The issue isn’t with the presence of patents, but has more to do with the difficult task of technology transfer coupled with a serious supply-side shortage of raw materials. He states that the American administration’s decision to support the patent waiver is essentially just virtue signalling to the anti-market left, and will do little to increase supply.
Following suit, an article published by The Economist concluded that Mr Biden’s decision to waive IPP is at best, an empty gesture. A waiver would not do much to improve the urgent shortfall of doses in 2021. Technology transfer would take a minimum of 6 months to be completed, with the new mRNA vaccines produced by Pfizer and Moderna expected to take even longer. The vaccines cannot be recreated in a short span.
Thus, opponents of the IP waivers claim that a real impact can be made by improving the supply chains. For instance, Serum Institute, an Indian vaccine maker, has struggled to get parts such as filters from America because exports were gunned up by the Defense Production Act (DPA). They also state that rich countries should focus on donating vaccines through Covax (a global public-private-philanthropic collaboration to accelerate the development and distribution of COVID-19 vaccines and treatment).
Waiver opponents fear that a patent waiver could set a dangerous precedent, it would deter innovation, by disrupting supply chains and wasting resources.
Coming to the voices of “pro-waivers”
Economist and Nobel laureate Joseph Stiglitz, along with Lori Wallach in their article ‘Will Corporate Greed Prolong the Pandemic?’, strongly pushed for IP waivers on Covid vaccines.
According to the authors, being for-profit entities, pharmaceutical companies are focused primarily on their earnings and not on global health. Their goal is to maintain as much power as they can, for as long as they can, to maximize profits. Thus, it is the responsibility of governments to intervene directly and solve the vaccine supply issue.

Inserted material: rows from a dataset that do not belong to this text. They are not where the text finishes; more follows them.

use thiserror::Error;

#[derive(Error, Debug)]
pub enum Error {
    #[error(transparent)]
    Core(#[from] osprey_core::Error),

    /// The scoring/recommendation stage rejected the aggregated results.
    /// Fatal to the run: the audit is marked failed and nothing derived
    /// from the malformed data is kept.
    #[error("Synthesis failed: {0}")]
    Synthesis(String),
}

pub type Result<T> = std::result::Result<T, Error>;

They discard the argument that developing countries lack the skills to manufacture Covid vaccines themselves. When US and European manufacturers agreed to partnerships with foreign producers like Serum Institute of India and Aspen Pharmacare in South Africa, these institutes did not appear to have notable manufacturing issues. There are several other firms around the world with similar potential to help boost vaccine supply, all they need is access to the technology and know-how.
The Coalition for Epidemic Preparedness Innovations has identified 250+ companies that could manufacture vaccines. While it may be difficult and expensive to develop the mRNA vaccine technology, that doesn’t translate to the production of the actual shots being out of reach for other countries around the world.
As stated earlier in the article, the provision of compulsory licenses is extremely complex and time-consuming, because mRNA vaccines have more than 100 components worldwide, many with some form of IP protection, the coordination of which would be far too complicated.
Lastly, with regards to the final argument that IP waivers would reduce profits and curb innovation, the article goes on to discard this as well, stating that even with a WTO waiver, vaccine makers still stand to make a ton of money. A WTO waiver would not abolish national legal requirements that IP holders be paid royalties or other forms of compensation.
Whether or not IP waivers would solve the gross vaccine inequity we are witnessing today, remains up for debate. However, the nature of this strange virus has made it clear that no one is safe until we are all safe. Waiver or not, mass immunization is the only way out, and world leaders along with pharma companies need to set aside their differences to ensure an equitable, just and timely rollout of vaccines.